*** Record extracts Section Begins ***
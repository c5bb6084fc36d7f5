//! Configuration types and loading
//!
//! Config precedence: CLI args > env vars > config file > defaults.
//! The session signing secret is loaded from SESSION_SECRET or
//! `session.secret_file`, never stored in the TOML directly.

use std::net::SocketAddr;
use std::path::{Path, PathBuf};
use std::time::Duration;

use common::Secret;
use serde::Deserialize;

/// Minimum session secret length accepted for cookie signing.
pub const MIN_SECRET_LEN: usize = 32;

/// Root configuration
#[derive(Debug, Deserialize)]
pub struct Config {
    pub server: ServerConfig,
    pub identity_provider: IdentityProviderConfig,
    #[serde(default)]
    pub session: SessionConfig,
    #[serde(default)]
    pub launcher: LauncherConfig,
    pub store: StoreConfig,
}

/// HTTP listener settings
#[derive(Debug, Deserialize)]
pub struct ServerConfig {
    pub listen_addr: SocketAddr,
    #[serde(default = "default_max_connections")]
    pub max_connections: usize,
}

/// Upstream OAuth2 / OIDC provider
#[derive(Debug, Deserialize)]
pub struct IdentityProviderConfig {
    pub base_url: String,
    pub client_id: String,
    #[serde(default = "default_timeout")]
    pub timeout_secs: u64,
}

/// Client-held session cookie
#[derive(Debug, Deserialize)]
pub struct SessionConfig {
    #[serde(default = "default_cookie_name")]
    pub cookie_name: String,
    #[serde(default = "default_cookie_max_age")]
    pub max_age_secs: u64,
    #[serde(default = "default_secure")]
    pub secure: bool,
    /// Path to a file containing the signing secret (alternative to SESSION_SECRET)
    #[serde(default)]
    pub secret_file: Option<PathBuf>,
    #[serde(skip)]
    pub secret: Option<Secret<String>>,
}

#[derive(Debug, Deserialize)]
pub struct LauncherConfig {
    #[serde(default = "default_session_ttl")]
    pub session_ttl_secs: u64,
    #[serde(default = "default_sweep_interval")]
    pub sweep_interval_secs: u64,
}

#[derive(Debug, Deserialize)]
pub struct StoreConfig {
    pub path: PathBuf,
}

fn default_max_connections() -> usize {
    1000
}

fn default_timeout() -> u64 {
    collection_auth::DEFAULT_TIMEOUT_SECS
}

fn default_cookie_name() -> String {
    "collection_session".into()
}

fn default_cookie_max_age() -> u64 {
    7 * 24 * 60 * 60
}

fn default_secure() -> bool {
    true
}

fn default_session_ttl() -> u64 {
    launcher_keys::DEFAULT_SESSION_TTL.as_secs()
}

fn default_sweep_interval() -> u64 {
    3600
}

impl Default for SessionConfig {
    fn default() -> Self {
        Self {
            cookie_name: default_cookie_name(),
            max_age_secs: default_cookie_max_age(),
            secure: default_secure(),
            secret_file: None,
            secret: None,
        }
    }
}

impl Default for LauncherConfig {
    fn default() -> Self {
        Self {
            session_ttl_secs: default_session_ttl(),
            sweep_interval_secs: default_sweep_interval(),
        }
    }
}

impl IdentityProviderConfig {
    pub fn timeout(&self) -> Duration {
        Duration::from_secs(self.timeout_secs)
    }
}

impl LauncherConfig {
    pub fn session_ttl(&self) -> Duration {
        Duration::from_secs(self.session_ttl_secs)
    }

    pub fn sweep_interval(&self) -> Duration {
        Duration::from_secs(self.sweep_interval_secs)
    }
}

impl Config {
    /// Load configuration from a TOML file, then overlay environment variables.
    ///
    /// Session secret resolution order:
    /// 1. SESSION_SECRET env var
    /// 2. secret_file path from config
    pub fn load(path: &Path) -> common::Result<Self> {
        let contents = std::fs::read_to_string(path)?;
        let mut config: Config = toml::from_str(&contents)?;

        let base_url = &config.identity_provider.base_url;
        if !base_url.starts_with("http://") && !base_url.starts_with("https://") {
            return Err(common::Error::Config(format!(
                "identity_provider.base_url must start with http:// or https://, got: {base_url}"
            )));
        }

        if config.identity_provider.client_id.trim().is_empty() {
            return Err(common::Error::Config(
                "identity_provider.client_id must not be empty".into(),
            ));
        }

        if config.identity_provider.timeout_secs == 0 {
            return Err(common::Error::Config(
                "identity_provider.timeout_secs must be greater than 0".into(),
            ));
        }

        if config.server.max_connections == 0 {
            return Err(common::Error::Config(
                "max_connections must be greater than 0".into(),
            ));
        }

        if config.launcher.session_ttl_secs == 0 {
            return Err(common::Error::Config(
                "launcher.session_ttl_secs must be greater than 0".into(),
            ));
        }

        if config.launcher.sweep_interval_secs == 0 {
            return Err(common::Error::Config(
                "launcher.sweep_interval_secs must be greater than 0".into(),
            ));
        }

        if let Ok(secret) = std::env::var("SESSION_SECRET") {
            config.session.secret = Some(Secret::new(secret));
        } else if let Some(ref secret_file) = config.session.secret_file {
            let secret = std::fs::read_to_string(secret_file).map_err(|e| {
                common::Error::Config(format!(
                    "failed to read secret_file {}: {e}",
                    secret_file.display()
                ))
            })?;
            let secret = secret.trim().to_owned();
            if !secret.is_empty() {
                config.session.secret = Some(Secret::new(secret));
            }
        }

        match &config.session.secret {
            None => {
                return Err(common::Error::Config(
                    "session secret missing: set SESSION_SECRET or session.secret_file".into(),
                ));
            }
            Some(secret) if secret.as_str().len() < MIN_SECRET_LEN => {
                return Err(common::Error::Config(format!(
                    "session secret must be at least {MIN_SECRET_LEN} bytes"
                )));
            }
            Some(_) => {}
        }

        Ok(config)
    }

    /// Resolve config file path from CLI arg or CONFIG_PATH env var.
    pub fn resolve_path(cli_path: Option<&str>) -> PathBuf {
        if let Some(p) = cli_path {
            return PathBuf::from(p);
        }
        if let Ok(p) = std::env::var("CONFIG_PATH") {
            return PathBuf::from(p);
        }
        PathBuf::from("collection-gateway.toml")
    }
}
*** Record extracts Section Ends ***
Look through the data and show every line containing "PathBuf".

use std::path::{Path, PathBuf};
    pub secret_file: Option<PathBuf>,
    pub path: PathBuf,
    pub fn resolve_path(cli_path: Option<&str>) -> PathBuf {
            return PathBuf::from(p);
            return PathBuf::from(p);
        PathBuf::from("collection-gateway.toml")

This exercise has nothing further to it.